(Stored data)
"""

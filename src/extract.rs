//! Frame extraction from animated GIF and PNG sources
//!
//! [`Frames`] is a forward-only iterator over the decoded frames of one
//! source file. It ends when the source is exhausted and yields an `Err`
//! item (then stops) when the data is corrupt.

use std::fs;
use std::io::Cursor;
use std::path::{Path, PathBuf};

use gif::{ColorOutput, DecodeOptions, DisposalMethod};
use image::codecs::png::PngDecoder;
use image::{AnimationDecoder, DynamicImage, ImageDecoder, ImageFormat};

use crate::error::TileError;
use crate::models::{
    FramePixels, Size, SourceAnimation, SourceFormat, SourceFrame, DEFAULT_DISPOSAL,
    DEFAULT_DURATION_MS,
};

type GifDecoder = gif::Decoder<Cursor<Vec<u8>>>;

enum Source {
    Gif { decoder: Box<GifDecoder>, global_palette: Option<Vec<u8>>, canvas: Size },
    Apng(image::Frames<'static>),
    Still(Option<image::RgbaImage>),
}

/// Lazy frame sequence of an opened source animation.
pub struct Frames {
    path: PathBuf,
    info: SourceAnimation,
    source: Source,
    next_index: usize,
    finished: bool,
}

/// Open `path` and return its frame sequence.
///
/// # Errors
///
/// * [`TileError::SourceNotFound`] if `path` does not exist
/// * [`TileError::Decode`] if the header cannot be parsed or the format is unsupported
pub fn extract(path: &Path) -> Result<Frames, TileError> {
    Frames::open(path)
}

impl Frames {
    /// Open `path`, read its header and position before the first frame.
    pub fn open(path: &Path) -> Result<Self, TileError> {
        if !path.exists() {
            return Err(TileError::SourceNotFound { path: path.to_path_buf() });
        }
        let bytes = fs::read(path).map_err(|e| match e.kind() {
            std::io::ErrorKind::NotFound => TileError::SourceNotFound { path: path.to_path_buf() },
            _ => TileError::decode(path, e),
        })?;

        let format = image::guess_format(&bytes).map_err(|e| TileError::decode(path, e))?;
        let (info, source) = match format {
            ImageFormat::Gif => open_gif(path, bytes)?,
            ImageFormat::Png => open_png(path, bytes)?,
            other => {
                return Err(TileError::decode(path, format!("unsupported format {:?}", other)));
            }
        };

        Ok(Self { path: path.to_path_buf(), info, source, next_index: 0, finished: false })
    }

    /// Header information of the source.
    pub fn info(&self) -> &SourceAnimation {
        &self.info
    }

    pub fn path(&self) -> &Path {
        &self.path
    }

    /// Loop setting seen so far. Only GIF sources carry one, and it is
    /// only final once the iterator is exhausted.
    pub fn repeat(&self) -> Option<gif::Repeat> {
        match &self.source {
            Source::Gif { decoder, .. } => Some(decoder.repeat()),
            _ => None,
        }
    }

    fn read_next(&mut self) -> Result<Option<SourceFrame>, TileError> {
        let background = self.info.background_index;
        match &mut self.source {
            Source::Gif { decoder, global_palette, canvas } => {
                let frame = match decoder.read_next_frame() {
                    Ok(Some(frame)) => frame,
                    Ok(None) => return Ok(None),
                    Err(e) => {
                        return Err(TileError::decode(
                            &self.path,
                            format!("frame {}: {}", self.next_index, e),
                        ))
                    }
                };
                let palette = frame
                    .palette
                    .clone()
                    .or_else(|| global_palette.clone())
                    .ok_or_else(|| {
                        TileError::decode(
                            &self.path,
                            format!("frame {} has no colour table", self.next_index),
                        )
                    })?;
                *canvas = grow_canvas(*canvas, frame);
                Ok(Some(gif_frame_to_source(frame, palette, *canvas, background)))
            }
            Source::Apng(frames) => match frames.next() {
                None => Ok(None),
                Some(Err(e)) => Err(TileError::decode(
                    &self.path,
                    format!("frame {}: {}", self.next_index, e),
                )),
                Some(Ok(frame)) => {
                    let (numer, denom) = frame.delay().numer_denom_ms();
                    let delay_ms = if denom == 0 { 0 } else { numer / denom };
                    let mut source = SourceFrame::direct(frame.into_buffer());
                    source.duration_ms = delay_ms;
                    Ok(Some(source))
                }
            },
            Source::Still(image) => Ok(image.take().map(SourceFrame::direct)),
        }
    }
}

impl Iterator for Frames {
    type Item = Result<(SourceFrame, usize), TileError>;

    fn next(&mut self) -> Option<Self::Item> {
        if self.finished {
            return None;
        }
        match self.read_next() {
            Ok(Some(frame)) => {
                let index = self.next_index;
                self.next_index += 1;
                Some(Ok((frame, index)))
            }
            Ok(None) => {
                self.finished = true;
                None
            }
            Err(e) => {
                self.finished = true;
                Some(Err(e))
            }
        }
    }
}

impl std::iter::FusedIterator for Frames {}

fn open_gif(path: &Path, bytes: Vec<u8>) -> Result<(SourceAnimation, Source), TileError> {
    let mut options = DecodeOptions::new();
    options.set_color_output(ColorOutput::Indexed);
    let decoder = options.read_info(Cursor::new(bytes)).map_err(|e| TileError::decode(path, e))?;

    let global_palette = decoder.global_palette().map(<[u8]>::to_vec);
    let background_index = match (&global_palette, decoder.bg_color()) {
        (Some(_), Some(bg)) => u8::try_from(bg).ok(),
        _ => None,
    };
    let size = Size::new(decoder.width() as u32, decoder.height() as u32);
    let info = SourceAnimation { format: SourceFormat::Gif, size, background_index };
    Ok((info, Source::Gif { decoder: Box::new(decoder), global_palette, canvas: size }))
}

fn open_png(path: &Path, bytes: Vec<u8>) -> Result<(SourceAnimation, Source), TileError> {
    let decoder = PngDecoder::new(Cursor::new(bytes)).map_err(|e| TileError::decode(path, e))?;
    let (width, height) = decoder.dimensions();
    let info = SourceAnimation {
        format: SourceFormat::Png,
        size: Size::new(width, height),
        background_index: None,
    };

    let source = if decoder.is_apng() {
        Source::Apng(decoder.apng().into_frames())
    } else {
        let image = DynamicImage::from_decoder(decoder).map_err(|e| TileError::decode(path, e))?;
        Source::Still(Some(image.to_rgba8()))
    };
    Ok((info, source))
}

/// Whether the decoder saw a graphic control extension for this frame.
///
/// The decoder reports a missing extension as all-default fields, which is
/// indistinguishable from an explicit extension holding those same values.
fn has_control_extension(frame: &gif::Frame<'_>) -> bool {
    frame.delay != 0
        || frame.transparent.is_some()
        || frame.dispose != DisposalMethod::Keep
        || frame.needs_user_input
}

/// Working canvas after `frame`: never smaller than before, and large
/// enough to hold the frame's image descriptor.
fn grow_canvas(canvas: Size, frame: &gif::Frame<'_>) -> Size {
    let right = frame.left as u32 + frame.width as u32;
    let bottom = frame.top as u32 + frame.height as u32;
    Size::new(canvas.width.max(right), canvas.height.max(bottom))
}

/// Place a (possibly sub-rectangle) GIF frame onto the working canvas.
///
/// The canvas always contains the frame rectangle. Uncovered pixels take
/// the transparency index when the frame declares one, otherwise the
/// background index.
fn gif_frame_to_source(
    frame: &gif::Frame<'_>,
    palette: Vec<u8>,
    canvas: Size,
    background_index: Option<u8>,
) -> SourceFrame {
    let fill = frame.transparent.or(background_index).unwrap_or(0);
    let mut indices = vec![fill; canvas.pixel_count()];

    let (fw, fh) = (frame.width as usize, frame.height as usize);
    let (left, top) = (frame.left as usize, frame.top as usize);
    let cw = canvas.width as usize;
    for row in 0..fh {
        let Some(src) = frame.buffer.get(row * fw..(row + 1) * fw) else {
            break;
        };
        let start = (top + row) * cw + left;
        indices[start..start + fw].copy_from_slice(src);
    }

    let (duration_ms, disposal_method) = if has_control_extension(frame) {
        (frame.delay as u32 * 10, frame.dispose as u8)
    } else {
        (DEFAULT_DURATION_MS, DEFAULT_DISPOSAL)
    };

    SourceFrame {
        width: canvas.width,
        height: canvas.height,
        pixels: FramePixels::Indexed { indices, palette },
        duration_ms,
        disposal_method,
        transparency_index: frame.transparent,
        background_index,
    }
}
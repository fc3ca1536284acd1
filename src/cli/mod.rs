//! Command-line interface implementation
//!
//! This module provides the CLI entry point and dispatches to submodules
//! for specific command implementations.

mod batch;
mod info;
mod tile;

use clap::{Parser, Subcommand};
use std::path::{Path, PathBuf};
use std::process::ExitCode;
use tracing::{debug, error};
use tracing_subscriber::EnvFilter;

use crate::config::{load_config, merge_cli_overrides, CliOverrides, TilegifConfig};
use crate::models::Size;

/// Exit codes
pub(crate) const EXIT_SUCCESS: u8 = 0;
pub(crate) const EXIT_ERROR: u8 = 1;
pub(crate) const EXIT_INVALID_ARGS: u8 = 2;

/// tilegif - Tile animated GIFs onto a fixed-size canvas
#[derive(Parser)]
#[command(name = "tilegif")]
#[command(about = "Tile animated GIF/PNG sources onto a fixed canvas with parity mirroring")]
#[command(version)]
pub struct Cli {
    /// Config file (default: discover tilegif.toml)
    #[arg(long, global = true)]
    pub config: Option<PathBuf>,

    /// Debug logging
    #[arg(short, long, global = true, conflicts_with = "quiet")]
    pub verbose: bool,

    /// Only log errors
    #[arg(short, long, global = true)]
    pub quiet: bool,

    #[command(subcommand)]
    pub command: Commands,
}

#[derive(Subcommand)]
pub enum Commands {
    /// Tile one animation
    Tile {
        /// Source animation (.gif or .png)
        input: PathBuf,

        /// Output file.
        /// If omitted: {stem}_tiled_{width}x{height}.gif next to the input
        #[arg(short, long)]
        output: Option<PathBuf>,

        /// Target canvas size (e.g. 1080x1080)
        #[arg(long)]
        size: Option<Size>,

        /// Keep an existing output instead of regenerating it
        #[arg(long)]
        skip_existing: bool,

        /// Disable the transparency mask cache
        #[arg(long)]
        no_cache: bool,
    },

    /// Tile many animations into one directory
    Batch {
        /// Source files or directories (directories expand to their *.gif files)
        #[arg(required = true)]
        inputs: Vec<PathBuf>,

        /// Output directory
        #[arg(long)]
        out_dir: Option<PathBuf>,

        /// Target canvas size (e.g. 1080x1080)
        #[arg(long)]
        size: Option<Size>,

        /// Number of parallel jobs
        #[arg(short, long)]
        jobs: Option<usize>,

        /// Keep existing outputs instead of regenerating them
        #[arg(long)]
        skip_existing: bool,
    },

    /// Show frame, timing and disposal information of a source
    Info {
        /// Source animation (.gif or .png)
        input: PathBuf,

        /// Print as JSON
        #[arg(long)]
        json: bool,
    },
}

/// Install the global log subscriber.
///
/// `RUST_LOG` wins when set; otherwise `-v` selects debug and `-q` errors only.
fn init_logging(verbose: bool, quiet: bool) {
    let default_level = if verbose {
        "debug"
    } else if quiet {
        "error"
    } else {
        "info"
    };
    let filter =
        EnvFilter::try_from_default_env().unwrap_or_else(|_| EnvFilter::new(default_level));
    let _ = tracing_subscriber::fmt()
        .with_env_filter(filter)
        .with_target(false)
        .with_writer(std::io::stderr)
        .try_init();
}

/// Load the config file and apply CLI overrides, validating the result.
pub(crate) fn resolve_config(
    path: Option<&Path>,
    overrides: &CliOverrides,
) -> Result<TilegifConfig, ExitCode> {
    let mut config = match load_config(path) {
        Ok(config) => config,
        Err(e) => {
            error!("Error loading config: {}", e);
            return Err(ExitCode::from(EXIT_ERROR));
        }
    };
    merge_cli_overrides(&mut config, overrides);

    let errors = config.validate();
    if !errors.is_empty() {
        for e in errors {
            error!("Invalid argument: {}", e);
        }
        return Err(ExitCode::from(EXIT_INVALID_ARGS));
    }
    debug!(?config, "Resolved configuration");
    Ok(config)
}

/// Parse arguments and run the selected command
pub fn run() -> ExitCode {
    let cli = Cli::parse();
    init_logging(cli.verbose, cli.quiet);
    let config_path = cli.config.as_deref();

    match cli.command {
        Commands::Tile { input, output, size, skip_existing, no_cache } => {
            let overrides = CliOverrides {
                target: size,
                skip_existing: skip_existing.then_some(true),
                mask_cache: no_cache.then_some(false),
                ..Default::default()
            };
            match resolve_config(config_path, &overrides) {
                Ok(config) => tile::run_tile(&input, output.as_deref(), &config),
                Err(code) => code,
            }
        }
        Commands::Batch { inputs, out_dir, size, jobs, skip_existing } => {
            let overrides = CliOverrides {
                target: size,
                skip_existing: skip_existing.then_some(true),
                out_dir,
                jobs,
                ..Default::default()
            };
            match resolve_config(config_path, &overrides) {
                Ok(config) => batch::run_batch(&inputs, &config),
                Err(code) => code,
            }
        }
        Commands::Info { input, json } => info::run_info(&input, json),
    }
}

"""

#### Task item
Would you copy out exactly the lines above that start at the one containing "-> Result<TilegifConfig, ExitCode>" and end at the one containing "for e in errors", inclusive?

#### Final answer
) -> Result<TilegifConfig, ExitCode> {
    let mut config = match load_config(path) {
        Ok(config) => config,
        Err(e) => {
            error!("Error loading config: {}", e);
            return Err(ExitCode::from(EXIT_ERROR));
        }
    };
    merge_cli_overrides(&mut config, overrides);

    let errors = config.validate();
    if !errors.is_empty() {
        for e in errors {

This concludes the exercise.